We were concerned because during my pregnancy he made several comments about wanting to stay an only child and that having another baby was a bad idea. (I heard him mumble under his breath one time: "No one asked me if I wanted a baby. If they had I would have told them it was not a good plan.") But then the other day he was talking about a girl from preK and that now she's the only one without a brother or sister, and he's glad he has a sister because sometimes your mom and dad can't always play with you. Kind of breaks my heart that they aren't closer in age, but since we planned to be one and done it's just how things turned out. We are very happy that God had a different plan and we all love Juliet so very much. 
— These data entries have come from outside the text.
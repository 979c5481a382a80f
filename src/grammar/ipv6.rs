//! Bracketed IPv6 literals
//!
//! Accepted textual forms:
//!
//! | Form | Example |
//! |------|---------|
//! | full | `1:2:3:4:5:6:7:8` |
//! | compressed | `1::`, `1::8`, `::2:3:4:5:6:7:8`, `::` |
//! | link-local with zone | `fe80::7:8%eth0`, `fe80::7:8%1` |
//! | IPv4-mapped / translated | `::255.255.255.255`, `::ffff:255.255.255.255`, `::ffff:0:255.255.255.255` |
//! | IPv4-embedded | `2001:db8:3:4::192.0.2.33`, `64:ff9b::192.0.2.33`, `1:2:3:4:5:6:1.2.3.4` |

use super::ipv4::is_embedded_ipv4;

const LINK_LOCAL_PREFIX: &str = "fe80:";
const MAX_GROUPS: usize = 8;
const IPV4_TAIL_GROUPS: usize = MAX_GROUPS - 2;

/// True when `host` is `[` + an IPv6 address + `]`.
pub fn is_ipv6_literal(host: &str) -> bool {
    host.strip_prefix('[')
        .and_then(|inner| inner.strip_suffix(']'))
        .is_some_and(is_ipv6_address)
}

/// True when `text` is one of the accepted IPv6 textual forms, without brackets.
pub fn is_ipv6_address(text: &str) -> bool {
    if let Some((address, zone)) = text.split_once('%') {
        return is_zoned_link_local(address, zone);
    }
    if text.contains('.') {
        return is_ipv4_suffixed(text);
    }
    is_hex_address(text)
}

fn is_hex_group(group: &str) -> bool {
    (1..=4).contains(&group.len()) && group.bytes().all(|b| b.is_ascii_hexdigit())
}

// Colon-separated hex groups; the empty string is zero groups.
fn hex_groups(text: &str) -> Option<usize> {
    if text.is_empty() {
        return Some(0);
    }
    let mut count = 0;
    for group in text.split(':') {
        if !is_hex_group(group) {
            return None;
        }
        count += 1;
    }
    Some(count)
}

fn is_hex_address(text: &str) -> bool {
    match text.split_once("::") {
        Some((left, right)) => match (hex_groups(left), hex_groups(right)) {
            (Some(l), Some(r)) => l + r < MAX_GROUPS,
            _ => false,
        },
        None => hex_groups(text) == Some(MAX_GROUPS),
    }
}

// `fe80:` followed by up to four `:` + 0-4 hex digit groups, then `%zone`.
fn is_zoned_link_local(address: &str, zone: &str) -> bool {
    if zone.is_empty() || !zone.bytes().all(|b| b.is_ascii_alphanumeric()) {
        return false;
    }
    let Some(rest) = address.strip_prefix(LINK_LOCAL_PREFIX) else {
        return false;
    };
    if rest.is_empty() {
        return true;
    }
    let Some(rest) = rest.strip_prefix(':') else {
        return false;
    };
    let groups: Vec<&str> = rest.split(':').collect();
    groups.len() <= 4
        && groups
            .iter()
            .all(|g| g.len() <= 4 && g.bytes().all(|b| b.is_ascii_hexdigit()))
}

// Hex groups worth six 16-bit words, then the IPv4 tail in place of the last two.
fn is_ipv4_suffixed(text: &str) -> bool {
    let Some(split) = text.rfind(':') else {
        return false;
    };
    let (head, ipv4) = (&text[..=split], &text[split + 1..]);
    if !is_embedded_ipv4(ipv4) {
        return false;
    }

    match head.split_once("::") {
        Some((left, right)) => {
            let right = match right.strip_suffix(':') {
                None if right.is_empty() => Some(0),
                Some(groups) if !groups.is_empty() => hex_groups(groups),
                _ => None,
            };
            match (hex_groups(left), right) {
                (Some(l), Some(r)) => l + r < IPV4_TAIL_GROUPS,
                _ => false,
            }
        }
        None => head.strip_suffix(':').and_then(hex_groups) == Some(IPV4_TAIL_GROUPS),
    }
}

#[cfg(test)]
mod tests {
    use super::*;

    #[test]
    fn test_full_form() {
        assert!(is_ipv6_address("2001:0db8:85a3:0000:0000:8a2e:0370:7334"));
        assert!(!is_ipv6_address("2001:0db8:85a3:0000:0000:8a2e:7334"));
        assert!(!is_ipv6_address("1:2:3:4:5:6:7:8:9"));
        assert!(!is_ipv6_address("12345::1"));
    }

    #[test]
    fn test_compressed_forms() {
        for text in [
            "::",
            "1::",
            "1:2:3:4:5:6:7::",
            "1::8",
            "2001:DB8::1",
            "::2:3:4:5:6:7:8",
            "::ffff:c000:0280",
            "1:2::8",
        ] {
            assert!(is_ipv6_address(text), "{text} should be accepted");
        }
        for text in ["1::2::3", ":1:2", "1:::2", "1:2:3:4::5:6:7:8", ""] {
            assert!(!is_ipv6_address(text), "{text} should be rejected");
        }
    }

    #[test]
    fn test_zoned_link_local() {
        assert!(is_ipv6_address("fe80::7:8%eth0"));
        assert!(is_ipv6_address("fe80::7:8%1"));
        assert!(!is_ipv6_address("fe80::7:8%"));
        assert!(!is_ipv6_address("fe80::7:8%eth-0"));
        assert!(!is_ipv6_address("2001::1%eth0"));
    }

    #[test]
    fn test_ipv4_suffixed_forms() {
        for text in [
            "::255.255.255.255",
            "::ffff:255.255.255.255",
            "::ffff:0:255.255.255.255",
            "2001:db8:3:4::192.0.2.33",
            "64:ff9b::192.0.2.33",
            "::abcd:1.2.3.4",
            "1:2:3:4:5::1.2.3.4",
            "1:2:3:4:5:6:1.2.3.4",
            "1::5:6:1.2.3.4",
        ] {
            assert!(is_ipv6_address(text), "{text} should be accepted");
        }
        for text in [
            "::ffff:256.1.1.1",
            "1:2:3:4:5:6::1.2.3.4",
            "1:2:3:4:5:1.2.3.4",
            "1:2:3:4:5:6:7:1.2.3.4",
            ":::1.2.3.4",
            "1::2::1.2.3.4",
            "1.2.3.4",
        ] {
            assert!(!is_ipv6_address(text), "{text} should be rejected");
        }
    }

    #[test]
    fn test_literal_requires_brackets() {
        assert!(is_ipv6_literal("[2001:DB8::1]"));
        assert!(!is_ipv6_literal("2001:DB8::1"));
        assert!(!is_ipv6_literal("[2001:DB8::1"));
        assert!(!is_ipv6_literal("[]"));
    }
}
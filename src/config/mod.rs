//! Configuration management
//!
//! This module handles loading and managing configuration from
//! TOML files and CLI arguments.

use log::debug;
use serde::{Deserialize, Serialize};
use std::collections::BTreeMap;
use std::fs;
use std::path::{Path, PathBuf};
use std::sync::Arc;

use crate::classifier::{MessageTable, Options, Outcome};
use crate::core::constants::{files, output_formats, schemes, threads};
use crate::core::error::{Result, UrlFormatError};
use crate::reporting::logging::log_warning;
use crate::suffix::PublicSuffixList;
use crate::uri::is_scheme;

#[derive(Debug, Clone, PartialEq, Serialize, Deserialize)]
pub struct Config {
    /// Allowed URL schemes
    pub schemes: Option<Vec<String>>,

    /// Accept absent values
    pub allow_nil: Option<bool>,

    /// Accept empty and whitespace-only values
    pub allow_blank: Option<bool>,

    /// Reject local and private hosts
    pub no_local: Option<bool>,

    /// Check domains against the public suffix list
    pub public_suffix: Option<bool>,

    /// Path to a `public_suffix_list.dat` file
    pub public_suffix_list: Option<String>,

    /// Message overrides keyed by reason code
    pub messages: Option<BTreeMap<String, String>>,

    /// Output format (text, json, minimal)
    pub output_format: Option<String>,

    /// Number of worker threads for batch classification
    pub threads: Option<usize>,

    /// Enable verbose logging
    pub verbose: Option<bool>,
}

impl Default for Config {
    fn default() -> Self {
        Self {
            schemes: None, // http and https
            allow_nil: Some(false),
            allow_blank: Some(false),
            no_local: Some(false),
            public_suffix: Some(false),
            public_suffix_list: None,
            messages: None,
            output_format: Some(output_formats::DEFAULT.to_string()),
            threads: None, // Will default to CPU core count
            verbose: Some(false),
        }
    }
}

impl Config {
    /// Load configuration from file
    pub fn load_from_file<P: AsRef<Path>>(path: P) -> Result<Self> {
        let path = path.as_ref();
        let content = fs::read_to_string(path).map_err(|e| {
            UrlFormatError::Config(format!(
                "Could not read config file '{}': {}",
                path.display(),
                e
            ))
        })?;

        let config: Config = toml::from_str(&content)?;

        config.validate()?;
        debug!("Loaded config from {}", path.display());
        Ok(config)
    }

    /// Try to find and load a config file in standard locations
    pub fn load_from_standard_locations() -> Self {
        Self::load_from_ancestors(Path::new("."))
    }

    /// Look for the config file in `dir` and up to three of its parents.
    pub fn load_from_ancestors(dir: &Path) -> Self {
        let mut candidate = PathBuf::from(dir);
        for depth in 0..=files::CONFIG_SEARCH_DEPTH {
            if depth > 0 {
                candidate.push("..");
            }
            let path = candidate.join(files::CONFIG_FILE_NAME);
            if !path.is_file() {
                continue;
            }
            match Self::load_from_file(&path) {
                Ok(config) => return config,
                Err(e) => log_warning(&format!("Ignoring {}: {e}", path.display())),
            }
        }

        Self::default()
    }

    /// Merge this config with CLI arguments (CLI takes precedence)
    pub fn merge_with_cli(&mut self, cli_config: &CliConfig) {
        // Policy
        if let Some(ref schemes) = cli_config.schemes {
            self.schemes = Some(schemes.clone());
        }
        if cli_config.allow_nil {
            self.allow_nil = Some(true);
        }
        if cli_config.allow_blank {
            self.allow_blank = Some(true);
        }
        if cli_config.no_local {
            self.no_local = Some(true);
        }
        if cli_config.public_suffix {
            self.public_suffix = Some(true);
        }
        if let Some(ref list) = cli_config.public_suffix_list {
            self.public_suffix_list = Some(list.clone());
        }

        // Performance
        if let Some(threads) = cli_config.threads {
            self.threads = Some(threads);
        }

        // Output & format
        if cli_config.verbose {
            self.verbose = Some(true);
        }
        if let Some(ref output_format) = cli_config.output_format {
            self.output_format = Some(output_format.clone());
        }
    }

    /// Validate configuration values
    pub fn validate(&self) -> Result<()> {
        if let Some(ref configured) = self.schemes {
            if configured.is_empty() {
                return Err(UrlFormatError::Config(
                    "Scheme list cannot be empty. Remove the key to use http and https."
                        .to_string(),
                ));
            }
            if let Some(bad) = configured.iter().find(|scheme| !is_scheme(scheme)) {
                return Err(UrlFormatError::Config(format!(
                    "'{bad}' is not a valid URL scheme. Expected a letter followed by letters, digits, '+', '-' or '.'."
                )));
            }
        }

        if let Some(count) = self.threads {
            if count == 0 {
                return Err(UrlFormatError::Config(
                    "Thread count cannot be 0. Expected a positive integer.".to_string(),
                ));
            }
            if count > threads::MAX_THREADS {
                return Err(UrlFormatError::Config(format!(
                    "Thread count of {count} is extremely high and may cause system instability. Consider using a smaller value."
                )));
            }
        }

        if let Some(ref format) = self.output_format
            && !output_formats::ALL.contains(&format.as_str())
        {
            return Err(UrlFormatError::Config(format!(
                "Invalid output format '{format}'. Expected one of: {}.",
                output_formats::ALL.join(", ")
            )));
        }

        if let Some(ref messages) = self.messages
            && let Some(unknown) = messages.keys().find(|k| Outcome::from_code(k).is_none())
        {
            let codes: Vec<&str> = Outcome::ALL.iter().map(|o| o.code()).collect();
            return Err(UrlFormatError::Config(format!(
                "Unknown reason code '{unknown}' in messages. Expected one of: {}.",
                codes.join(", ")
            )));
        }

        if self.public_suffix == Some(true) && self.public_suffix_list.is_none() {
            return Err(UrlFormatError::Config(
                "Public suffix checks need a list. Set public_suffix_list to a public_suffix_list.dat path."
                    .to_string(),
            ));
        }

        Ok(())
    }

    /// Build classifier options, loading the public suffix list when enabled.
    pub fn to_options(&self) -> Result<Options> {
        let mut options = Options::default()
            .allow_nil(self.allow_nil.unwrap_or(false))
            .allow_blank(self.allow_blank.unwrap_or(false))
            .filter_local(self.no_local.unwrap_or(false));

        options = match self.schemes {
            Some(ref configured) => options.with_schemes(configured),
            None => options.with_schemes(schemes::DEFAULT),
        };

        if self.public_suffix.unwrap_or(false) {
            options = match self.public_suffix_list {
                Some(ref path) => {
                    let list = PublicSuffixList::load_from_file(path)?;
                    options.with_suffix_list(Arc::new(list))
                }
                None => options.check_public_suffix(true),
            };
        }

        Ok(options)
    }

    /// Build the message table with configured overrides applied.
    pub fn message_table(&self) -> Result<MessageTable> {
        let mut table = MessageTable::default();
        if let Some(ref messages) = self.messages {
            for (code, message) in messages {
                let outcome = Outcome::from_code(code).ok_or_else(|| {
                    UrlFormatError::Config(format!("Unknown reason code '{code}' in messages"))
                })?;
                table = table.with_message(outcome, message.clone());
            }
        }
        Ok(table)
    }

    /// Output format, falling back to the default
    pub fn output_format(&self) -> &str {
        self.output_format
            .as_deref()
            .unwrap_or(output_formats::DEFAULT)
    }
}

/// Configuration options that can come from CLI
#[derive(Debug, Default)]
pub struct CliConfig {
    // Policy
    pub schemes: Option<Vec<String>>,        // --scheme
    pub allow_nil: bool,                     // --allow-nil
    pub allow_blank: bool,                   // --allow-blank
    pub no_local: bool,                      // --no-local
    pub public_suffix: bool,                 // --public-suffix
    pub public_suffix_list: Option<String>,  // --psl-file

    // Performance
    pub threads: Option<usize>, // --concurrency

    // Output & format
    pub quiet: bool,                   // --quiet
    pub verbose: bool,                 // --verbose
    pub output_format: Option<String>, // --format

    // Configuration
    pub config_file: Option<String>, // --config
    pub no_config: bool,             // --no-config
}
All in all, things are going smoothly and we are praising God for the mercy he has shown us through this transition. 

1 comment:

  1. So many ups and downs early on but it sounds like you are all doing great! Nice to have your parents there with you :) Breast feeding/pumping was probably my loneliest time and I didn't let Matt know until I was ready to fall off the ledge - you're doing great mama be gentle with yourself!!